use crate::error::{PreviewError, Result};
use regex::Regex;
use std::path::{Path, PathBuf};
use walkdir::WalkDir;

/// Everything a job needs beyond its own chart folder: the two candidate
/// asset roots, the two extraction tools, and the shared output root.
#[derive(Debug, Clone)]
pub struct JobEnv {
    pub sound_path: PathBuf,
    pub omnimix_sound_path: PathBuf,
    pub dx_tool: PathBuf,
    pub ifs_tool: PathBuf,
    pub output_root: PathBuf,
}

/// One unit of work. Immutable once constructed; moved into the worker
/// pool and consumed exactly once.
#[derive(Debug, Clone)]
pub struct Job {
    /// Leading whitespace-delimited token of the chart folder name, used to
    /// key into the asset roots (`<root>/<prefix>/<prefix>_pre.2dx`).
    pub prefix: String,
    /// Full chart folder name; also the output subdirectory name.
    pub song_name: String,
    pub sound_path: PathBuf,
    pub omnimix_sound_path: PathBuf,
    pub dx_tool: PathBuf,
    pub ifs_tool: PathBuf,
    pub output_root: PathBuf,
}

impl Job {
    pub fn new(env: &JobEnv, song_name: String) -> Self {
        let prefix = song_name
            .split_whitespace()
            .next()
            .unwrap_or(song_name.as_str())
            .to_string();

        Self {
            prefix,
            song_name,
            sound_path: env.sound_path.clone(),
            omnimix_sound_path: env.omnimix_sound_path.clone(),
            dx_tool: env.dx_tool.clone(),
            ifs_tool: env.ifs_tool.clone(),
            output_root: env.output_root.clone(),
        }
    }
}

#[derive(Debug)]
pub struct Discovery {
    pub jobs: Vec<Job>,
    /// Chart folders dropped by an exclude pattern.
    pub excluded: usize,
}

pub struct JobDiscovery {
    env: JobEnv,
    exclude: Vec<Regex>,
}

impl JobDiscovery {
    pub fn new(env: JobEnv) -> Self {
        Self {
            env,
            exclude: Vec::new(),
        }
    }

    pub fn with_exclude_patterns(mut self, patterns: &[String]) -> Result<Self> {
        self.exclude = patterns
            .iter()
            .map(|p| Regex::new(p))
            .collect::<std::result::Result<Vec<_>, _>>()?;
        Ok(self)
    }

    /// Enumerate the immediate subdirectories of `charts_root` in stable
    /// name order and turn each into a [`Job`]. Non-directory entries are
    /// ignored. A missing charts root is a fatal configuration error.
    pub fn discover(&self, charts_root: &Path) -> Result<Discovery> {
        if !charts_root.is_dir() {
            return Err(PreviewError::ChartsDirNotFound {
                path: charts_root.to_path_buf(),
            });
        }

        let mut jobs = Vec::new();
        let mut excluded = 0;

        for entry in WalkDir::new(charts_root)
            .min_depth(1)
            .max_depth(1)
            .sort_by_file_name()
            .into_iter()
            .filter_map(|e| e.ok())
        {
            if !entry.file_type().is_dir() {
                continue;
            }

            let song_name = entry.file_name().to_string_lossy().to_string();

            if self.is_excluded(&song_name) {
                excluded += 1;
                continue;
            }

            jobs.push(Job::new(&self.env, song_name));
        }

        Ok(Discovery { jobs, excluded })
    }

    fn is_excluded(&self, song_name: &str) -> bool {
        self.exclude.iter().any(|re| re.is_match(song_name))
    }
}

▶ What the task requires
In full and without alteration, write out the data above.

▶ Answer space
use crate::error::{PreviewError, Result};
use regex::Regex;
use std::path::{Path, PathBuf};
use walkdir::WalkDir;

/// Everything a job needs beyond its own chart folder: the two candidate
/// asset roots, the two extraction tools, and the shared output root.
#[derive(Debug, Clone)]
pub struct JobEnv {
    pub sound_path: PathBuf,
    pub omnimix_sound_path: PathBuf,
    pub dx_tool: PathBuf,
    pub ifs_tool: PathBuf,
    pub output_root: PathBuf,
}

/// One unit of work. Immutable once constructed; moved into the worker
/// pool and consumed exactly once.
#[derive(Debug, Clone)]
pub struct Job {
    /// Leading whitespace-delimited token of the chart folder name, used to
    /// key into the asset roots (`<root>/<prefix>/<prefix>_pre.2dx`).
    pub prefix: String,
    /// Full chart folder name; also the output subdirectory name.
    pub song_name: String,
    pub sound_path: PathBuf,
    pub omnimix_sound_path: PathBuf,
    pub dx_tool: PathBuf,
    pub ifs_tool: PathBuf,
    pub output_root: PathBuf,
}

impl Job {
    pub fn new(env: &JobEnv, song_name: String) -> Self {
        let prefix = song_name
            .split_whitespace()
            .next()
            .unwrap_or(song_name.as_str())
            .to_string();

        Self {
            prefix,
            song_name,
            sound_path: env.sound_path.clone(),
            omnimix_sound_path: env.omnimix_sound_path.clone(),
            dx_tool: env.dx_tool.clone(),
            ifs_tool: env.ifs_tool.clone(),
            output_root: env.output_root.clone(),
        }
    }
}

#[derive(Debug)]
pub struct Discovery {
    pub jobs: Vec<Job>,
    /// Chart folders dropped by an exclude pattern.
    pub excluded: usize,
}

pub struct JobDiscovery {
    env: JobEnv,
    exclude: Vec<Regex>,
}

impl JobDiscovery {
    pub fn new(env: JobEnv) -> Self {
        Self {
            env,
            exclude: Vec::new(),
        }
    }

    pub fn with_exclude_patterns(mut self, patterns: &[String]) -> Result<Self> {
        self.exclude = patterns
            .iter()
            .map(|p| Regex::new(p))
            .collect::<std::result::Result<Vec<_>, _>>()?;
        Ok(self)
    }

    /// Enumerate the immediate subdirectories of `charts_root` in stable
    /// name order and turn each into a [`Job`]. Non-directory entries are
    /// ignored. A missing charts root is a fatal configuration error.
    pub fn discover(&self, charts_root: &Path) -> Result<Discovery> {
        if !charts_root.is_dir() {
            return Err(PreviewError::ChartsDirNotFound {
                path: charts_root.to_path_buf(),
            });
        }

        let mut jobs = Vec::new();
        let mut excluded = 0;

        for entry in WalkDir::new(charts_root)
            .min_depth(1)
            .max_depth(1)
            .sort_by_file_name()
            .into_iter()
            .filter_map(|e| e.ok())
        {
            if !entry.file_type().is_dir() {
                continue;
            }

            let song_name = entry.file_name().to_string_lossy().to_string();

            if self.is_excluded(&song_name) {
                excluded += 1;
                continue;
            }

            jobs.push(Job::new(&self.env, song_name));
        }

        Ok(Discovery { jobs, excluded })
    }

    fn is_excluded(&self, song_name: &str) -> bool {
        self.exclude.iter().any(|re| re.is_match(song_name))
    }
}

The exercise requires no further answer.